中国当局は昨年秋、仮想通貨を使った資金調達であるICO(イニシャル・コイン・オファリング)を禁止。仮想通貨の取引所も強制的に閉鎖した。MERCULETは中国を本拠としているが、ジャン氏は「シンガポールや米シリコンバレーにも拠点を置いた。東南アジアや中東、欧州の企業とも連携して、世界で業務を手がけたい」と話す。世界拠点には日本も含まれる。日本で既に法人を立ち上げており、仮想通貨取引所の開設などを目指すという。

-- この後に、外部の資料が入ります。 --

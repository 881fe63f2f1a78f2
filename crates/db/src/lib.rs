//! Database layer for the Art Institute exhibitions loader.
//!
//! Provides a Postgres connection pool and the exhibition row model.

pub mod models;
pub mod pool;

pub use models::ExhibitionRecord;
pub use pool::{DbOptions, DbPool};
//! Flattening of raw API objects into tabular exhibition records.

use artic_etl_db::ExhibitionRecord;
use serde_json::Value;

/// Flatten one raw exhibition object onto the eleven destination fields.
///
/// A key that is absent or JSON null becomes `None`; it is never an error.
/// Timestamps are kept as the strings the feed provides.
pub fn flatten_record(raw: &Value) -> ExhibitionRecord {
    ExhibitionRecord {
        id: opt_i64(raw, "id"),
        title: opt_string(raw, "title"),
        short_description: opt_string(raw, "short_description"),
        web_url: opt_string(raw, "web_url"),
        image_url: opt_string(raw, "image_url"),
        gallery_title: opt_string(raw, "gallery_title"),
        artwork_ids: opt_i64_seq(raw, "artwork_ids"),
        artwork_titles: opt_string_seq(raw, "artwork_titles"),
        artist_ids: opt_i64_seq(raw, "artist_ids"),
        source_updated_at: opt_string(raw, "source_updated_at"),
        updated_at: opt_string(raw, "updated_at"),
    }
}

/// Flatten a fetched batch and drop rows missing `title` or `image_url`.
///
/// Survivors keep their relative order and end up at dense positions
/// `0..N-k`, the index values written to the destination table.
pub fn flatten_batch(raw: &[Value]) -> Vec<ExhibitionRecord> {
    raw.iter()
        .map(flatten_record)
        .filter(ExhibitionRecord::has_required_fields)
        .collect()
}

fn opt_string(raw: &Value, key: &str) -> Option<String> {
    raw.get(key).and_then(Value::as_str).map(str::to_string)
}

fn opt_i64(raw: &Value, key: &str) -> Option<i64> {
    raw.get(key).and_then(Value::as_i64)
}

fn opt_i64_seq(raw: &Value, key: &str) -> Option<Vec<i64>> {
    raw.get(key)
        .and_then(Value::as_array)
        .map(|items| items.iter().filter_map(Value::as_i64).collect())
}

fn opt_string_seq(raw: &Value, key: &str) -> Option<Vec<String>> {
    raw.get(key).and_then(Value::as_array).map(|items| {
        items
            .iter()
            .filter_map(Value::as_str)
            .map(str::to_string)
            .collect()
    })
}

 中国当局が規制を導入して以来、中国のブロックチェーン関連企業や仮想通貨関連企業が日本に注目している。仮想通貨をいち早く合法化したからだ。その後、コインチェックで仮想通貨「NEM」の巨額流出が起き、日本の金融当局も監視強化に動いている。新たな仮想通貨取引所の開設は容易ではないと見られる。だが、それでもジャン氏は「日本は仮想通貨取引の中心国になる」と意に介さない。

高まる巨大プラットフォーム企業への不信感

 「今後、アプリを使う人のニーズは一層、細分化されていく。そうなると巨大な1つのアプリ、サービスではニーズに応えきれず、様々な中小のサービスが登場するはずだ。これら中小のサービスとユーザーをつなぐのが我々の狙い。アリババやテンセントのようなネットの巨人が独占する時代は終わると考えている」。ジャン氏はこう語る。

 ジャン氏が構想するトークンによるエコシステムが成立するのかどうかは分からない。ユーザー側にトークンを得るメリットがなければアプリの利用につながらない。一方でフェイスブックの個人データ流出問題のように、巨大なIT企業が利用者のデータを収集・管理し、利用する仕組みに疑問符が付き出しているのも確かだ。

 個人情報が利用されることに鷹揚とされる中国でも、今年に入りプライバシーに関する炎上事案がいくつか起きている。3月には百度(バイドゥ)の李彦宏CEOがシンポジウムで「中国人は生活の便利さや効率性のために、進んでプライバシーを提供する」と発言し、中国国営メディアまでが取り上げる騒ぎになった。ジャン氏の取り組みは、巨大プラットフォーム企業の支配を崩す一石となるのだろうか。